After several minutes my mother managed to pry my fingers from the railing and she literally dragged me down the hallway (still screaming of course) and into an elevator. When we arrived at the Immigration Office, my photograph was taken (if Webster's needs a photo to go with the word "waif" I recommend that one). Then my mother raised her right hand and swore to the authenticity of my birth certificate and the fact that she had been born in the United States and a few minutes later we were given my naturalization papers. That was it. No needles; no blood; no nurses, just a nice man and a piece of paper. Why is it that your most humiliating moments are the ones that remain crystal-clear after 60 years??

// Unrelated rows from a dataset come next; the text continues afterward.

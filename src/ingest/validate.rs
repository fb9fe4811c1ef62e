// Per-bucket structural checks. A rejection never fails the surrounding batch.

use std::str::FromStr;

use crate::models::{Bucket, Granularity, PingBucket};
use crate::protocol::{GranularityBatch, Lenient};

#[derive(Debug, Clone, PartialEq, thiserror::Error)]
pub enum Rejection {
    #[error("unknown granularity {0:?}")]
    UnknownGranularity(String),
    #[error("interval {got}s does not match {granularity} ({expected}s)")]
    IntervalMismatch {
        granularity: Granularity,
        expected: i64,
        got: i64,
    },
    #[error("undecodable bucket")]
    Malformed,
    #[error("bucket index {0} is negative")]
    NegativeIndex(i64),
    #[error("bucket {0} starts in the future")]
    FutureIndex(i64),
    #[error("bucket has no samples")]
    Empty,
    #[error("aggregate is negative or not finite")]
    InvalidAggregate,
    #[error("ping bucket has no target")]
    MissingTarget,
}

/// Resolves the lane of a granularity batch.
pub fn lane_of(batch: &GranularityBatch) -> Result<Granularity, Rejection> {
    let g = Granularity::from_str(&batch.granularity)
        .map_err(|e| Rejection::UnknownGranularity(e.0))?;
    if batch.interval_seconds != g.interval_secs() {
        return Err(Rejection::IntervalMismatch {
            granularity: g,
            expected: g.interval_secs(),
            got: batch.interval_seconds,
        });
    }
    Ok(g)
}

fn check_index(g: Granularity, index: i64, latest_start: i64) -> Result<(), Rejection> {
    if index < 0 {
        return Err(Rejection::NegativeIndex(index));
    }
    if g.bucket_start(index) > latest_start {
        return Err(Rejection::FutureIndex(index));
    }
    Ok(())
}

fn check_aggregate(v: f64) -> Result<(), Rejection> {
    if v.is_finite() && v >= 0.0 {
        Ok(())
    } else {
        Err(Rejection::InvalidAggregate)
    }
}

/// `latest_start` is the newest acceptable bucket start: now plus the clock-skew allowance.
pub fn validate_bucket(
    g: Granularity,
    item: &Lenient<Bucket>,
    latest_start: i64,
) -> Result<Bucket, Rejection> {
    let Lenient::Parsed(b) = item else {
        return Err(Rejection::Malformed);
    };
    check_index(g, b.index, latest_start)?;
    if b.sample_count == 0 {
        return Err(Rejection::Empty);
    }
    b.aggregates().into_iter().try_for_each(check_aggregate)?;
    Ok(b.clone())
}

pub fn validate_ping(
    g: Granularity,
    item: &Lenient<PingBucket>,
    latest_start: i64,
) -> Result<PingBucket, Rejection> {
    let Lenient::Parsed(p) = item else {
        return Err(Rejection::Malformed);
    };
    check_index(g, p.index, latest_start)?;
    if p.target_name.trim().is_empty() {
        return Err(Rejection::MissingTarget);
    }
    if p.probes() == 0 {
        return Err(Rejection::Empty);
    }
    check_aggregate(p.latency_sum)?;
    check_aggregate(p.latency_max)?;
    Ok(p.clone())
}
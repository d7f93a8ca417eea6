//! CLI routing and command dispatch.

use crate::core::config;
use crate::core::file_lock::StoreLock;
use crate::core::paths::ConfigPaths;
use crate::core::store::SecretStore;
use crate::core::sync::SyncCoordinator;
use crate::models::config::{ConfigFile, StoreConfig};
use crate::util::{git::GitCli, gpg::GpgCli};
use anyhow::{Context, Result};
use clap::{ArgAction, Parser, Subcommand};
use dialoguer::Password;
use std::path::PathBuf;
use tracing_subscriber::EnvFilter;
use zeroize::Zeroizing;

pub mod browse;
pub mod doctor;
pub mod entry;
pub mod generate;
pub mod init;
pub mod list;
pub mod otp;
pub mod sync;

/// Shared context passed to all command handlers.
pub struct CliContext {
    pub paths: ConfigPaths,
    pub non_interactive: bool,
    passphrase: Option<Zeroizing<String>>,
}

impl CliContext {
    pub fn load_config(&self) -> Result<ConfigFile> {
        config::load(&self.paths.config_file)
    }

    /// Runtime config. With `decrypting`, a passphrase missing from both the
    /// command line and the config file is prompted for.
    pub fn store_config(&self, decrypting: bool) -> Result<StoreConfig> {
        let file = self.load_config()?;
        let mut cfg = StoreConfig::from_file(&file, self.passphrase.clone());
        if decrypting && file.keys.passphrase.is_none() && self.passphrase.is_none() {
            if self.non_interactive {
                anyhow::bail!("--non-interactive requires PASSBOOK_PASSPHRASE or [keys] passphrase");
            }
            cfg.passphrase = Zeroizing::new(
                Password::new()
                    .with_prompt("Key passphrase")
                    .allow_empty_password(true)
                    .interact()
                    .context("read passphrase from prompt")?,
            );
        }
        Ok(cfg)
    }

    pub fn open_store(&self, decrypting: bool) -> Result<SecretStore> {
        let cfg = self.store_config(decrypting)?;
        if !cfg.store_root.is_dir() {
            anyhow::bail!(
                "store root {} does not exist. Run: passbook init",
                cfg.store_root.display()
            );
        }
        Ok(SecretStore::new(cfg, GpgCli::new()))
    }

    pub fn sync_coordinator(&self, cfg: &StoreConfig) -> SyncCoordinator {
        SyncCoordinator::new(cfg, GitCli::new(&cfg.store_root))
    }

    /// Exclusive store lock for mutating commands. Interactive runs wait for
    /// it; non-interactive runs fail fast.
    pub fn lock(&self) -> Result<StoreLock> {
        StoreLock::acquire(&self.paths.lock_file, !self.non_interactive)
    }
}

#[derive(Parser, Debug)]
#[command(
    name = "passbook",
    version,
    about = "Encrypted file-per-entry password store with git sync"
)]
pub struct Cli {
    /// Config file (default: ~/.passbook/config.toml, or $PASSBOOK_CONFIG)
    #[arg(long, global = true, value_name = "PATH")]
    pub config: Option<PathBuf>,

    /// Run in non-interactive mode (no prompts, suitable for scripts)
    #[arg(long, global = true, env = "PASSBOOK_NON_INTERACTIVE")]
    pub non_interactive: bool,

    /// Key passphrase; prefer the environment variable over the flag
    #[arg(long, global = true, env = "PASSBOOK_PASSPHRASE", hide_env_values = true)]
    pub passphrase: Option<String>,

    /// More log output on stderr (-v info, -vv debug)
    #[arg(short, long, global = true, action = ArgAction::Count)]
    pub verbose: u8,

    #[command(subcommand)]
    pub command: Commands,
}

impl Cli {
    pub fn run(self) -> Result<()> {
        init_tracing(self.verbose);
        let paths = ConfigPaths::resolve(self.config)?;
        let ctx = CliContext {
            paths,
            non_interactive: self.non_interactive,
            passphrase: self.passphrase.map(Zeroizing::new),
        };

        match self.command {
            Commands::Init(args) => init::run(&ctx, args),
            Commands::Ls(args) => list::run_ls(&ctx, args),
            Commands::Tree(args) => list::run_tree(&ctx, args),
            Commands::Find(args) => list::run_find(&ctx, args),
            Commands::Show(args) => entry::run_show(&ctx, args),
            Commands::Add(args) => entry::run_add(&ctx, args),
            Commands::Edit(args) => entry::run_edit(&ctx, args),
            Commands::Rm(args) => entry::run_rm(&ctx, args),
            Commands::Otp(args) => otp::run(&ctx, args),
            Commands::Sync(args) => sync::run(&ctx, args),
            Commands::Generate(args) => generate::run(&ctx, args),
            Commands::Browse(args) => browse::run(&ctx, args),
            Commands::Doctor(args) => doctor::run(&ctx, args),
        }
    }
}

#[derive(Subcommand, Debug)]
pub enum Commands {
    /// Write the config file and create the store root
    Init(init::InitArgs),
    /// List the entries and folders directly inside a folder
    Ls(list::LsArgs),
    /// Print the whole store as a tree
    Tree(list::TreeArgs),
    /// Fuzzy-search entry names
    Find(list::FindArgs),
    /// Decrypt and display an entry
    Show(entry::ShowArgs),
    /// Create a new entry
    Add(entry::AddArgs),
    /// Change or rename an existing entry
    Edit(entry::EditArgs),
    /// Delete an entry
    Rm(entry::RmArgs),
    /// Print the current one-time code of an entry
    Otp(otp::OtpArgs),
    /// Commit and push local changes, or pull remote ones
    Sync(sync::SyncArgs),
    /// Generate a random password
    Generate(generate::GenerateArgs),
    /// Browse and search the store interactively
    Browse(browse::BrowseArgs),
    /// Diagnose configuration and tooling (safe, read-only)
    Doctor(doctor::DoctorArgs),
}

fn init_tracing(verbose: u8) {
    let default = match verbose {
        0 => "warn",
        1 => "info",
        _ => "debug",
    };
    let filter = EnvFilter::try_from_default_env().unwrap_or_else(|_| EnvFilter::new(default));
    // A second init (tests, embedding) keeps the first subscriber.
    let _ = tracing_subscriber::fmt()
        .with_env_filter(filter)
        .with_writer(std::io::stderr)
        .with_target(false)
        .try_init();
}
use serde::Serialize;

/// One credential record, stored as one encrypted file.
///
/// `name` is the entry identifier: the file path relative to the store root
/// with the entry suffix stripped (`folder/site.com`).
#[derive(Debug, Clone, Default, PartialEq, Eq, Serialize)]
pub struct CredentialEntry {
    pub name: String,
    /// Line one of the body. Always present, possibly empty.
    pub password: String,
    #[serde(skip_serializing_if = "Option::is_none")]
    pub username: Option<String>,
    #[serde(skip_serializing_if = "Option::is_none")]
    pub url: Option<String>,
    #[serde(skip_serializing_if = "Option::is_none")]
    pub otp_secret: Option<String>,
    #[serde(skip_serializing_if = "Option::is_none")]
    pub notes: Option<String>,
    /// Caller-supplied `key: value` fields, written after the fixed fields.
    #[serde(skip_serializing_if = "Vec::is_empty")]
    pub extra: Vec<(String, String)>,
    /// Decrypted body as read from disk. Empty for entries built in memory.
    #[serde(skip)]
    pub raw: String,
    /// Current one-time code, derived at parse time when the body carries an otpauth line.
    #[serde(skip_serializing_if = "Option::is_none")]
    pub otp: Option<OtpState>,
}

impl CredentialEntry {
    pub fn new(name: impl Into<String>, password: impl Into<String>) -> Self {
        Self {
            name: name.into(),
            password: password.into(),
            ..Default::default()
        }
    }

    /// Look up a field by the names the CLI exposes.
    pub fn field(&self, key: &str) -> Option<&str> {
        match key {
            "name" => Some(self.name.as_str()),
            "password" => Some(self.password.as_str()),
            "username" => self.username.as_deref(),
            "url" => self.url.as_deref(),
            "notes" => self.notes.as_deref(),
            "otp_secret" | "otp-secret" => self.otp_secret.as_deref(),
            "otp" => self.otp.as_ref().map(|o| o.code.as_str()),
            _ => self
                .extra
                .iter()
                .find(|(k, _)| k == key)
                .map(|(_, v)| v.as_str()),
        }
    }

    /// Set or replace a custom field, keeping insertion order.
    pub fn set_extra(&mut self, key: &str, value: &str) {
        if let Some(existing) = self.extra.iter_mut().find(|(k, _)| k == key) {
            existing.1 = value.to_string();
        } else {
            self.extra.push((key.to_string(), value.to_string()));
        }
    }
}

/// Derived, never persisted: the code valid for the current 30 second window.
#[derive(Debug, Clone, PartialEq, Eq, Serialize)]
pub struct OtpState {
    /// The provisioning URI the state was derived from.
    pub url: String,
    pub secret: String,
    pub code: String,
    /// Seconds until the window closes, in `[0, 29]`. Zero means "derive again now".
    pub remaining_secs: u64,
}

I don’t mean to trivialize immigration, or citizenship. I had the opportunity to “choose” my citizenship when I turned 21. Until then I had dual citizenship to both Great Britain and the United States where my parents each had been born. I remember making the choice of America and registering to vote when I was 21 (that was the age to vote back then). I was with Delta when I voted in my first presidential election. I fumed for days over the fact that the State of Georgia went to George Wallace before my absentee vote had even been counted. I felt nullified.

For a little more tongue-in-cheek while on the subject of voting, I might as well tell my solution for political parity. I think if the country is going to become involved in running banks, automobile companies, and other previously “public sector” entities, then we as taxpayers should be considered “shareholders”. If you are a “contributing shareholder” (i.e., you pay taxes) you should get to “vote your shares” the same way you do if you own stock in a corporation. Every taxpayer would get additional votes based on the amount they contribute (your “tax shares”). If you don’t own any extra voting shares (you don’t pay taxes and you are on the receiving end of tax dollars), you would still get your one vote. What would the outcome be? If the politicians wanted the votes (plural) of the people who held all of the share-votes, they would be answerable to them for their decisions. Gosh, what would you call that? Being answerable to the shareholders just like the Board of Directors of a corporation? I know: we’d call it “political capitalism”.

Rule for this blog: Above all else, keep your sense of humor.